Für die Normrechnung zählt nach Auskunft von Leuten, die sich auskennen, nicht die komplette Zehn-Runden-Bilanz. Glöckler kann seinen Sieg aus Runde 1 gegen Augustin Gerrits streichen und damit auf die Neun-Runden-Kriterien der FIDE-Titelbestimmungen zurückgreifen, die drei Großmeister unter den Gegnern verlangen. Mit Acs, Alexakis und dem für Runde 10 angesetzten Gegner Kozak erfüllt er diese Bedingung. Rechnet man die Gerrits-Partie heraus, liegt Glöcklers Gegnerschnitt aus neun Partien bei gut 2390 Wertungspunkten – über der von der FIDE verlangten Mindestgrenze von 2380 für eine GM-Norm mit 7 Punkten aus 9 Partien. Selbst wenn Glöckler am Donnerstag gegen Kozak verliert, hat er trotzdem die Norm geschafft und das Turnier gewonnen.

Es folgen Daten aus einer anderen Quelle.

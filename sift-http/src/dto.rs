//! Query-string conventions and the newline-delimited bulk payload format.

use std::collections::HashMap;

use indexmap::IndexMap;
use tracing::warn;

use sift::types::IndexName;
use sift::Document;

/// Default hit-count cap when `size` is absent or unparseable.
pub const DEFAULT_SEARCH_SIZE: usize = 10;

/// `pretty` semantics: present with no value or `"true"` → indented JSON;
/// `"false"` or anything unrecognized → compact.
pub fn pretty_param(params: &HashMap<String, String>) -> bool {
    match params.get("pretty") {
        Some(v) => matches!(v.as_str(), "" | "true"),
        None => false,
    }
}

/// `size` falls back to [`DEFAULT_SEARCH_SIZE`] on absence or parse failure.
pub fn size_param(params: &HashMap<String, String>) -> usize {
    params
        .get("size")
        .and_then(|s| s.parse().ok())
        .unwrap_or(DEFAULT_SEARCH_SIZE)
}

/// The query expression, already percent-decoded by the router; absent → "".
pub fn query_param(params: &HashMap<String, String>) -> String {
    params.get("q").cloned().unwrap_or_default()
}

struct BulkAction {
    index: IndexName,
    id: String,
}

/// Parsed bulk payload: documents grouped per target index, ready for one
/// catalog `index` call per group.
#[derive(Default)]
pub struct BulkPayload {
    pub groups: IndexMap<IndexName, Vec<Document>>,
    pub docs: usize,
    pub skipped: usize,
}

/// Parse a newline-delimited bulk body: alternating action-metadata and
/// data lines. Data lines are tagged with the `_id` from the preceding
/// action line. Malformed lines are skipped with a warning, never fatal
/// to the rest of the payload.
pub fn parse_bulk(body: &str) -> BulkPayload {
    let mut payload = BulkPayload::default();
    let mut pending: Option<BulkAction> = None;

    for line in body.lines() {
        let line = line.trim();
        if line.is_empty() {
            continue;
        }
        match pending.take() {
            None => match parse_action(line) {
                Some(action) => pending = Some(action),
                None => {
                    warn!("skipping malformed bulk action line: {}", line);
                    payload.skipped += 1;
                }
            },
            Some(action) => {
                let doc = serde_json::from_str::<serde_json::Value>(line)
                    .ok()
                    .and_then(|v| Document::from_json_tagged(action.id.clone(), &v).ok());
                match doc {
                    Some(doc) => {
                        payload.groups.entry(action.index).or_default().push(doc);
                        payload.docs += 1;
                    }
                    None => {
                        warn!("skipping malformed bulk data line: {}", line);
                        payload.skipped += 1;
                    }
                }
            }
        }
    }

    if pending.is_some() {
        warn!("bulk payload ended with a dangling action line");
        payload.skipped += 1;
    }
    payload
}

/// An action line is `{"<op>": {"_index": "...", "_id": "..."}}`. Every op
/// is treated as an index/upsert; the op name is not interpreted further.
fn parse_action(line: &str) -> Option<BulkAction> {
    let value: serde_json::Value = serde_json::from_str(line).ok()?;
    let (_op, meta) = value.as_object()?.iter().next()?;
    let index = meta.get("_index")?.as_str()?;
    let id = meta.get("_id")?.as_str()?;
    Some(BulkAction {
        index: index.to_string(),
        id: id.to_string(),
    })
}

#[cfg(test)]
mod tests {
    use super::*;

    fn params(pairs: &[(&str, &str)]) -> HashMap<String, String> {
        pairs
            .iter()
            .map(|(k, v)| (k.to_string(), v.to_string()))
            .collect()
    }

    #[test]
    fn pretty_defaults_off_and_accepts_bare_flag() {
        assert!(!pretty_param(&params(&[])));
        assert!(pretty_param(&params(&[("pretty", "")])));
        assert!(pretty_param(&params(&[("pretty", "true")])));
        assert!(!pretty_param(&params(&[("pretty", "false")])));
        assert!(!pretty_param(&params(&[("pretty", "yes")])));
    }

    #[test]
    fn size_falls_back_to_default() {
        assert_eq!(size_param(&params(&[])), 10);
        assert_eq!(size_param(&params(&[("size", "3")])), 3);
        assert_eq!(size_param(&params(&[("size", "not-a-number")])), 10);
    }

    #[test]
    fn bulk_groups_documents_per_index() {
        let body = concat!(
            "{\"index\":{\"_index\":\"a\",\"_id\":\"1\"}}\n",
            "{\"title\":\"first\"}\n",
            "{\"index\":{\"_index\":\"b\",\"_id\":\"2\"}}\n",
            "{\"title\":\"second\"}\n",
            "{\"index\":{\"_index\":\"a\",\"_id\":\"3\"}}\n",
            "{\"title\":\"third\"}\n",
        );
        let payload = parse_bulk(body);
        assert_eq!(payload.docs, 3);
        assert_eq!(payload.skipped, 0);
        assert_eq!(payload.groups["a"].len(), 2);
        assert_eq!(payload.groups["b"].len(), 1);
        assert_eq!(payload.groups["a"][0].id, "1");
        assert_eq!(payload.groups["a"][1].id, "3");
    }

    #[test]
    fn bulk_tags_data_lines_with_the_action_id() {
        let body = "{\"index\":{\"_index\":\"t\",\"_id\":\"9\"}}\n{\"title\":\"a\"}\n";
        let payload = parse_bulk(body);
        let doc = &payload.groups["t"][0];
        assert_eq!(doc.id, "9");
        assert_eq!(doc.to_json()["id"], serde_json::json!("9"));
    }

    #[test]
    fn bulk_skips_malformed_lines_without_aborting() {
        let body = concat!(
            "not json at all\n",
            "{\"index\":{\"_index\":\"t\",\"_id\":\"1\"}}\n",
            "{\"title\":\"ok\"}\n",
            "{\"index\":{\"_index\":\"t\",\"_id\":\"2\"}}\n",
            "also not json\n",
        );
        let payload = parse_bulk(body);
        assert_eq!(payload.docs, 1);
        assert_eq!(payload.skipped, 2);
        assert_eq!(payload.groups["t"][0].id, "1");
    }

    #[test]
    fn bulk_action_without_id_is_skipped() {
        let body = "{\"index\":{\"_index\":\"t\"}}\n{\"title\":\"a\"}\n";
        let payload = parse_bulk(body);
        assert_eq!(payload.docs, 0);
        // The bad action line and the data line that follows it are both
        // accounted for: the data line is consumed as the next action.
        assert!(payload.skipped >= 1);
    }

    #[test]
    fn bulk_dangling_action_is_counted() {
        let body = "{\"index\":{\"_index\":\"t\",\"_id\":\"1\"}}\n";
        let payload = parse_bulk(body);
        assert_eq!(payload.docs, 0);
        assert_eq!(payload.skipped, 1);
    }
}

Nachdem Glöckler im Januar beim Wijk-Qualifiers für Aufsehen gesorgt hatte, folgte im Februar beim Wachtebeke Winter Round Robin in Belgien der erste Anlauf auf die GM-Norm. Nach einem Auftaktsieg verlor Glöckler in Runde 2 gegen den gleichaltrigen Hussain Besou und fiel danach zurück; die nötigen sieben Punkte aus neun Partien rückten außer Reichweite.

Nun ist die erste GM-Norm da. Fehlen noch zwei. Die für den Titel nötige Elo über 2500 hat Glöckler längst.